## Directions for this task
The required output is the exact run of lines below that opens at the line with "full report as" and closes at the line with "for (i, comment)".

Dataset entries
──────────

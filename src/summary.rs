//! Versioned summary artifacts over a subject's inputs.
//!
//! Each commit produces an immutable, numbered snapshot; exactly one row
//! per subject is flagged current. The flip-then-insert runs inside a
//! single immediate-mode transaction, so concurrent writers queue on the
//! connection's busy timeout rather than failing on a lock upgrade.
//! Version numbers are additionally guarded by a UNIQUE constraint, and a
//! bounded retry covers both a residual constraint collision and a busy
//! timeout that does expire, so two commits can never both claim the same
//! number or both stay current.
//!
//! Generation is always a fresh synthesis over the subject's transcripts
//! and comments; the add/modify/replace classification used for document
//! chat does not apply here.

use chrono::Utc;
use sqlx::{Row, SqlitePool};
use uuid::Uuid;

use crate::error::{EngineError, Result};
use crate::genai::GenerativeBackend;
use crate::merge;
use crate::models::{format_ts_iso, Subject, SummaryVersion};
use crate::subjects;

/// Attempts before giving up on write contention.
const COMMIT_RETRIES: u32 = 3;

fn row_to_summary(row: &sqlx::sqlite::SqliteRow) -> SummaryVersion {
    SummaryVersion {
        id: row.get("id"),
        subject_id: row.get("subject_id"),
        version: row.get("version"),
        content: row.get("content"),
        transcripts_count: row.get("transcripts_count"),
        comments_count: row.get("comments_count"),
        model_used: row.get("model_used"),
        created_by: row.get("created_by"),
        created_at: row.get("created_at"),
        is_current: row.get::<i64, _>("is_current") != 0,
    }
}

const SELECT_SUMMARY: &str = "SELECT id, subject_id, version, content, transcripts_count, \
     comments_count, model_used, created_by, created_at, is_current FROM summary_versions";

/// Commit a new summary version for a subject.
///
/// Computes the next version number, flips the previous current row, and
/// inserts the new row flagged current, all in one immediate-mode
/// transaction. The subject's `updated_at` is bumped in the same
/// transaction.
pub async fn commit_summary(
    pool: &SqlitePool,
    subject_id: &str,
    content: &str,
    transcripts_count: i64,
    comments_count: i64,
    model_used: &str,
    created_by: Option<&str>,
) -> Result<SummaryVersion> {
    if content.trim().is_empty() {
        return Err(EngineError::ValidationFailed(
            "summary content must not be empty".into(),
        ));
    }
    subjects::get_subject(pool, subject_id).await?;

    let mut last_err: Option<EngineError> = None;

    for _ in 0..COMMIT_RETRIES {
        match try_commit(
            pool,
            subject_id,
            content,
            transcripts_count,
            comments_count,
            model_used,
            created_by,
        )
        .await
        {
            Ok(version) => return Ok(version),
            Err(e) if is_commit_contention(&e) => {
                // Another writer held the lock past the busy timeout or
                // claimed this version number first; recompute and retry.
                last_err = Some(e);
            }
            Err(e) => return Err(e),
        }
    }

    Err(last_err.unwrap_or_else(|| {
        EngineError::Storage("summary commit failed after retries".into())
    }))
}

async fn try_commit(
    pool: &SqlitePool,
    subject_id: &str,
    content: &str,
    transcripts_count: i64,
    comments_count: i64,
    model_used: &str,
    created_by: Option<&str>,
) -> Result<SummaryVersion> {
    let mut conn = pool.acquire().await?;

    // Take the write lock up front. A deferred BEGIN would fail with
    // SQLITE_BUSY on the read-to-write upgrade under contention instead
    // of waiting on the busy timeout.
    sqlx::query("BEGIN IMMEDIATE").execute(&mut *conn).await?;
    let id = match commit_locked(
        &mut conn,
        subject_id,
        content,
        transcripts_count,
        comments_count,
        model_used,
        created_by,
    )
    .await
    {
        Ok(id) => {
            sqlx::query("COMMIT").execute(&mut *conn).await?;
            id
        }
        Err(e) => {
            let _ = sqlx::query("ROLLBACK").execute(&mut *conn).await;
            return Err(e);
        }
    };
    drop(conn);

    let row = sqlx::query(&format!("{SELECT_SUMMARY} WHERE id = ?"))
        .bind(&id)
        .fetch_one(pool)
        .await?;
    Ok(row_to_summary(&row))
}

async fn commit_locked(
    conn: &mut sqlx::SqliteConnection,
    subject_id: &str,
    content: &str,
    transcripts_count: i64,
    comments_count: i64,
    model_used: &str,
    created_by: Option<&str>,
) -> Result<String> {
    let next_version: i64 = sqlx::query_scalar(
        "SELECT COALESCE(MAX(version), 0) + 1 FROM summary_versions WHERE subject_id = ?",
    )
    .bind(subject_id)
    .fetch_one(&mut *conn)
    .await?;

    // Flip before insert so the new row is the only current one.
    sqlx::query("UPDATE summary_versions SET is_current = 0 WHERE subject_id = ? AND is_current = 1")
        .bind(subject_id)
        .execute(&mut *conn)
        .await?;

    let id = Uuid::new_v4().to_string();
    let now = Utc::now().timestamp();

    sqlx::query(
        r#"
        INSERT INTO summary_versions
            (id, subject_id, version, content, transcripts_count, comments_count,
             model_used, created_by, created_at, is_current)
        VALUES (?, ?, ?, ?, ?, ?, ?, ?, ?, 1)
        "#,
    )
    .bind(&id)
    .bind(subject_id)
    .bind(next_version)
    .bind(content)
    .bind(transcripts_count)
    .bind(comments_count)
    .bind(model_used)
    .bind(created_by)
    .bind(now)
    .execute(&mut *conn)
    .await?;

    sqlx::query("UPDATE subjects SET updated_at = ? WHERE id = ?")
        .bind(now)
        .bind(subject_id)
        .execute(&mut *conn)
        .await?;

    Ok(id)
}

/// Whether a commit failure is worth retrying: a unique-constraint hit on
/// the version number, or SQLITE_BUSY from a lock wait that outlived the
/// busy timeout.
fn is_commit_contention(e: &EngineError) -> bool {
    match e {
        EngineError::Database(sqlx::Error::Database(db_err)) => {
            db_err.is_unique_violation() || db_err.message().contains("database is locked")
        }
        _ => false,
    }
}

/// All versions for a subject, newest first.
pub async fn list_summaries(pool: &SqlitePool, subject_id: &str) -> Result<Vec<SummaryVersion>> {
    let rows = sqlx::query(&format!(
        "{SELECT_SUMMARY} WHERE subject_id = ? ORDER BY version DESC"
    ))
    .bind(subject_id)
    .fetch_all(pool)
    .await?;

    Ok(rows.iter().map(row_to_summary).collect())
}

/// The single current version, if any exist yet.
pub async fn current_summary(
    pool: &SqlitePool,
    subject_id: &str,
) -> Result<Option<SummaryVersion>> {
    let row = sqlx::query(&format!(
        "{SELECT_SUMMARY} WHERE subject_id = ? AND is_current = 1"
    ))
    .bind(subject_id)
    .fetch_optional(pool)
    .await?;

    Ok(row.as_ref().map(row_to_summary))
}

/// Generate and commit a fresh summary over everything the subject has
/// accumulated so far.
///
/// Collects transcripts (chronological) and comments, sends one synthesis
/// request to the generative backend, normalizes the reply, and commits
/// it as the next version. There is no meaningful fallback body for an
/// artifact, so an unavailable backend surfaces as an explicit failure
/// and nothing is persisted.
pub async fn generate_summary(
    pool: &SqlitePool,
    backend: &dyn GenerativeBackend,
    subject_id: &str,
    preferred_model: Option<&str>,
    created_by: Option<&str>,
) -> Result<SummaryVersion> {
    let subject = subjects::get_subject(pool, subject_id).await?;

    if !backend.enabled() {
        return Err(EngineError::BackendUnavailable(
            "the generative backend is not configured; set GEMINI_API_KEY to generate summaries"
                .into(),
        ));
    }

    let recordings = subjects::list_recordings(pool, subject_id).await?;
    let transcripts: Vec<(i64, String)> = recordings
        .into_iter()
        .filter_map(|r| r.transcript.map(|t| (r.created_at, t)))
        .collect();
    let comments = subjects::list_comments(pool, subject_id).await?;

    let context = build_context(&subject, &transcripts, &comments);
    let prompt = format!("{}\n\n{}", SUMMARY_PROMPT, context);

    let raw = backend.generate(&prompt, preferred_model).await?;
    let parsed = merge::parse_reply(&raw);

    commit_summary(
        pool,
        subject_id,
        &parsed.content,
        transcripts.len() as i64,
        comments.len() as i64,
        &backend.resolve_model(preferred_model),
        created_by,
    )
    .await
}

const SUMMARY_PROMPT: &str = r#"Produce a structured report and analysis of the following subject. Include:

1. Executive summary of the main content
2. Key points and important information
3. Analysis and insights
4. Action items or next steps that were mentioned
5. Keywords and important terms
6. Recommendations for follow-up

Formatting rules:
- Produce valid HTML styled with Tailwind CSS classes. Never use Markdown markers such as **, *, # or leading dashes.
- Headings: <h2 class="text-xl font-bold mb-4">, bold: <strong class="font-bold">, lists: <ul class="list-disc"> with <li> items.

Reply with valid JSON only, no fences:
{
  "content": "the full report as HTML",
  "explanation": "one sentence describing the report"
}"#;

fn build_context(subject: &Subject, transcripts: &[(i64, String)], comments: &[crate::models::Comment]) -> String {
    let mut parts = Vec::new();

    parts.push(format!("Subject title: {}", subject.title));
    if let Some(ref description) = subject.description {
        parts.push(format!("Subject description: {}", description));
    }
    parts.push(format!("Created at: {}", format_ts_iso(subject.created_at)));
    parts.push(format!(
        "Created by: {}",
        subject.created_by.as_deref().unwrap_or("unknown")
    ));

    if !transcripts.is_empty() {
        parts.push("\n--- Transcripts from audio recordings ---".to_string());
        for (i, (created_at, text)) in transcripts.iter().enumerate() {
            parts.push(format!(
                "\nRecording {} ({}):\n{}",
                i + 1,
                format_ts_iso(*created_at),
                text
            ));
        }
    }

    if !comments.is_empty() {
        parts.push("\n--- Comments ---".to_string());
        for (i, comment) in comments.iter().enumerate() {
            parts.push(format!(
                "\nComment {} ({}) by {}:\n{}",
                i + 1,
                format_ts_iso(comment.created_at),
                comment.author.as_deref().unwrap_or("unknown"),
                comment.content
            ));
        }
    }

    parts.join("\n")
}
//! Object storage abstraction.
//!
//! One contract, two interchangeable implementations:
//! - **[`LocalBackend`](crate::storage_local::LocalBackend)** — keys map to
//!   files under a configured root; URLs are relative paths served by the
//!   application; no expiry.
//! - **[`S3Backend`](crate::storage_s3::S3Backend)** — keys map to private
//!   bucket objects; URLs are time-limited presigned links that callers must
//!   re-request per use.
//!
//! The backend is chosen once at boot by [`create_backend`] and injected
//! into everything that touches stored bytes. Callers never inspect which
//! variant they hold.
//!
//! Keys are opaque: a generated identifier plus a content-appropriate
//! extension. No consumer other than the backend itself may derive meaning
//! from a key.

use async_trait::async_trait;
use std::path::Path;
use uuid::Uuid;

use crate::config::StorageConfig;
use crate::error::Result;
use crate::storage_local::LocalBackend;
use crate::storage_s3::S3Backend;

/// Outcome of a successful `put`.
#[derive(Debug, Clone)]
pub struct PutResult {
    /// URL the stored object can be fetched from. For the S3 backend this
    /// is a presigned link; do not cache it beyond its validity window.
    pub url: String,
    /// Stored size in bytes.
    pub size: u64,
}

/// Uniform contract over object storage.
#[async_trait]
pub trait StorageBackend: Send + Sync {
    /// Backend identifier (`"local"` or `"s3"`), for status output only.
    fn name(&self) -> &str;

    /// Store `bytes` under `key`, overwriting any existing object.
    async fn put(&self, key: &str, bytes: &[u8], content_type: &str) -> Result<PutResult>;

    /// A URL directly fetchable by a browser or client, with no further
    /// backend calls.
    async fn url(&self, key: &str) -> Result<String>;

    async fn exists(&self, key: &str) -> Result<bool>;

    /// Remove the object. A key that is already gone counts as success.
    async fn delete(&self, key: &str) -> Result<bool>;

    /// Object size in bytes, or `None` if the key does not exist.
    async fn size(&self, key: &str) -> Result<Option<u64>>;

    /// Fetch the object's bytes to a local destination path, for consumers
    /// that need filesystem access (e.g. transcription). The caller owns
    /// cleanup of the destination.
    async fn get(&self, key: &str, destination: &Path) -> Result<()>;
}

/// Choose and construct the storage backend once, at boot.
///
/// S3 is used only when both `AWS_ACCESS_KEY_ID` and `AWS_SECRET_ACCESS_KEY`
/// are present in the environment and a bucket is configured; otherwise the
/// local backend is selected silently. Switching backends mid-lifetime would
/// orphan keys stored under the other namespace, so this decision is made
/// exactly once and the result injected everywhere.
pub fn create_backend(config: &StorageConfig) -> Result<Box<dyn StorageBackend>> {
    let have_creds = std::env::var("AWS_ACCESS_KEY_ID").is_ok()
        && std::env::var("AWS_SECRET_ACCESS_KEY").is_ok();

    if have_creds && !config.s3.bucket.is_empty() {
        Ok(Box::new(S3Backend::new(config.s3.clone())?))
    } else {
        Ok(Box::new(LocalBackend::new(
            config.root.clone(),
            config.base_url.clone(),
        )?))
    }
}

/// Generate an opaque storage key, preserving the original file extension
/// so content type can be inferred from the stored name alone.
pub fn new_storage_key(original_name: &str) -> String {
    let ext = Path::new(original_name)
        .extension()
        .and_then(|e| e.to_str())
        .filter(|e| e.chars().all(|c| c.is_ascii_alphanumeric()))
        .unwrap_or("bin");
    format!("{}.{}", Uuid::new_v4(), ext)
}

/// Detect an audio MIME type from a key's extension.
pub fn detect_audio_content_type(key: &str) -> String {
    match key.rsplit('.').next() {
        Some("webm") => "audio/webm".to_string(),
        Some("mp3") => "audio/mpeg".to_string(),
        Some("wav") => "audio/wav".to_string(),
        Some("m4a") => "audio/mp4".to_string(),
        Some("ogg") => "audio/ogg".to_string(),
        _ => "application/octet-stream".to_string(),
    }
}

#[cfg(test)]
mod tests {
    use super::*;

    #[test]
    fn test_new_storage_key_keeps_extension() {
        let key = new_storage_key("meeting notes.webm");
        assert!(key.ends_with(".webm"));
        assert!(!key.contains(' '));
    }

    #[test]
    fn test_new_storage_key_rejects_odd_extension() {
        let key = new_storage_key("../../etc/passwd.a/b");
        assert!(key.ends_with(".bin"));
    }

    #[test]
    fn test_detect_audio_content_type() {
        assert_eq!(detect_audio_content_type("a.mp3"), "audio/mpeg");
        assert_eq!(detect_audio_content_type("a.webm"), "audio/webm");
        assert_eq!(
            detect_audio_content_type("noext"),
            "application/octet-stream"
        );
    }
}
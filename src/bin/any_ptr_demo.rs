use any_ptr::{make_any, AnyPtr};
use log::{info, LevelFilter};
use log4rs::append::console::ConsoleAppender;
use log4rs::config::{Appender, Root};
use log4rs::encode::pattern::PatternEncoder;
use log4rs::Config;

fn init_logging(level: LevelFilter) -> Result<(), Box<dyn std::error::Error>> {
	let stdout = ConsoleAppender::builder()
		.encoder(Box::new(PatternEncoder::new("{m}{n}")))
		.build();
	let config = Config::builder()
		.appender(Appender::builder().build("stdout", Box::new(stdout)))
		.build(Root::builder().appender("stdout").build(level))?;
	log4rs::init_config(config)?;
	Ok(())
}

fn main() {
	if let Err(err) = init_logging(LevelFilter::Info) {
		eprintln!("Failed to initialise logging: {err}");
	}

	let mut doubles = Box::new(Vec::<f64>::new());
	doubles.push(1.1);
	doubles.push(2.2);
	doubles.push(3.3);

	let ptrs = vec![
		AnyPtr::from_box(doubles),
		AnyPtr::new(vec![4i32, 5, 6]),
		make_any::<Vec<f64>, _>([7.7, 8.8, 9.9]),
	];

	for ptr in &ptrs {
		if let Some(doubles) = ptr.convert::<Vec<f64>>() {
			info!("Runtime cast to Vec<f64> successful!");
			for dbl in doubles.iter() {
				info!("{dbl}");
			}
		} else if let Some(ints) = ptr.convert::<Vec<i32>>() {
			info!("Runtime cast to Vec<i32> successful!");
			for int in ints.iter() {
				info!("{int}");
			}
		} else {
			info!("Unsuccessful runtime cast from AnyPtr");
		}
	}
}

──────────

## Output for this exercise
  "content": "the full report as HTML",
  "explanation": "one sentence describing the report"
}"#;

fn build_context(subject: &Subject, transcripts: &[(i64, String)], comments: &[crate::models::Comment]) -> String {
    let mut parts = Vec::new();

    parts.push(format!("Subject title: {}", subject.title));
    if let Some(ref description) = subject.description {
        parts.push(format!("Subject description: {}", description));
    }
    parts.push(format!("Created at: {}", format_ts_iso(subject.created_at)));
    parts.push(format!(
        "Created by: {}",
        subject.created_by.as_deref().unwrap_or("unknown")
    ));

    if !transcripts.is_empty() {
        parts.push("\n--- Transcripts from audio recordings ---".to_string());
        for (i, (created_at, text)) in transcripts.iter().enumerate() {
            parts.push(format!(
                "\nRecording {} ({}):\n{}",
                i + 1,
                format_ts_iso(*created_at),
                text
            ));
        }
    }

    if !comments.is_empty() {
        parts.push("\n--- Comments ---".to_string());
        for (i, comment) in comments.iter().enumerate() {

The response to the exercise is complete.